このトピックでは、MFC アプリケーション内で標準の Windows クリップボード API を使用する方法について説明します。
Windows 用のほとんどのアプリケーションでは、データの切り取りまたは Windows クリップボードへのコピー、およびクリップボードからのデータの貼り付けがサポートされています。 クリップボードのデータ形式は、アプリケーションによって異なります。 フレームワークでは、限られた数のクラスに対して限られた数のクリップボード形式のみがサポートされます。 通常は、ビューの [編集] メニューにクリップボード関連のコマンド (切り取り、コピー、貼り付け) を実装します。 クラス ライブラリは、ID_EDIT_CUT、ID_EDIT_COPY、ID_EDIT_PASTEのコマンド ID を定義します。 メッセージ行プロンプトも定義されます。
フレームワークのメッセージとコマンドでは、 メニュー コマンドをハンドラー関数にマッピングして、アプリケーションでメニュー コマンドを処理する方法について説明します。 アプリケーションが [編集] メニューのクリップボード コマンドのハンドラー関数を定義していない限り、それらは無効のままです。 Cut コマンドと Copy コマンドのハンドラー関数を記述するには、アプリケーションで選択を実装します。 Paste コマンドのハンドラー関数を記述するには、クリップボードにクエリを実行して、アプリケーションが受け入れ可能な形式のデータが含まれているかどうかを確認します。 たとえば、Copy コマンドを有効にするには、次のようなハンドラーを記述します。
void CMyListView::OnEditCopy()
{
if ( !OpenClipboard() )
{
AfxMessageBox( _T("Cannot open the Clipboard") );
return;
}
// Remove the current Clipboard contents
if( !EmptyClipboard() )
{
AfxMessageBox( _T("Cannot empty the Clipboard") );
return;
}
// Get the currently selected data
HGLOBAL hGlob = GlobalAlloc(GMEM_FIXED, 64);
strcpy_s((char*)hGlob, 64, "Current selection\r\n");
// For the appropriate data formats...
if ( ::SetClipboardData( CF_TEXT, hGlob ) == NULL )
{
CString msg;
msg.Format(_T("Unable to set Clipboard data, error: %d"), GetLastError());
AfxMessageBox( msg );
CloseClipboard();
GlobalFree(hGlob);
return;
}
CloseClipboard();
}
[切り取り]、[コピー]、[貼り付け] コマンドは、特定のコンテキストでのみ意味があります。 [切り取り] コマンドと [コピー] コマンドは、何かが選択されている場合にのみ有効にし、[貼り付け] コマンドはクリップボードにある場合にのみ有効にする必要があります。 この動作を提供するには、コンテキストに応じてこれらのコマンドを有効または無効にする更新ハンドラー関数を定義します。 詳細については、「 User-Interface オブジェクトを更新する方法」を参照してください。

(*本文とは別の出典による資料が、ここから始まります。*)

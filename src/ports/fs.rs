//! Real filesystem port backed by std::fs.

use anyhow::{Context, Result};
use log::warn;
use std::fs;
use std::path::Path;
use walkdir::WalkDir;

use super::Filesystem;

/// [`Filesystem`] implementation that mutates the real disk.
pub struct RealFilesystem;

impl Filesystem for RealFilesystem {
    #[tracing::instrument(skip(self))]
    fn remove_directory(&self, path: &Path) -> bool {
        if !path.exists() {
            return true;
        }
        match fs::remove_dir_all(path) {
            Ok(()) => true,
            Err(e) => {
                warn!("Failed to remove directory {:?}: {}", path, e);
                false
            }
        }
    }

    #[tracing::instrument(skip(self))]
    fn place_artifact(&self, source: &Path, dest: &Path) -> Result<()> {
        if source.is_dir() {
            copy_tree(source, dest)
        } else {
            if let Some(parent) = dest.parent()
                && !parent.exists()
            {
                fs::create_dir_all(parent)
                    .with_context(|| format!("Failed to create directory {:?}", parent))?;
            }
            fs::copy(source, dest)
                .with_context(|| format!("Failed to copy {:?} to {:?}", source, dest))?;
            Ok(())
        }
    }
}

fn copy_tree(source: &Path, dest: &Path) -> Result<()> {
    for entry in WalkDir::new(source) {
        let entry = entry.with_context(|| format!("Failed to walk {:?}", source))?;
        let relative = entry
            .path()
            .strip_prefix(source)
            .context("walked entry escaped the source root")?;
        let target = dest.join(relative);

        if entry.file_type().is_dir() {
            fs::create_dir_all(&target)
                .with_context(|| format!("Failed to create directory {:?}", target))?;
        } else {
            fs::copy(entry.path(), &target)
                .with_context(|| format!("Failed to copy {:?} to {:?}", entry.path(), target))?;
        }
    }
    Ok(())
}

Microsoft Foundation クラス ライブラリでは、 CEdit
クラスと CEditView
クラスを使用したテキスト編集をクリップボードでサポートしています。 OLE クラスは、OLE 項目を含むクリップボード操作の実装も簡略化します。 OLE クラスの詳細については、「 クリップボード: OLE クリップボード メカニズムの使用」を参照してください。
元に戻す (ID_EDIT_UNDO) ややり直し (ID_EDIT_REDO) など、その他の編集メニュー コマンドの実装も任されています。 アプリケーションでこれらのコマンドがサポートされていない場合は、Visual C++ リソース エディターを使用してリソース ファイルから簡単に削除できます。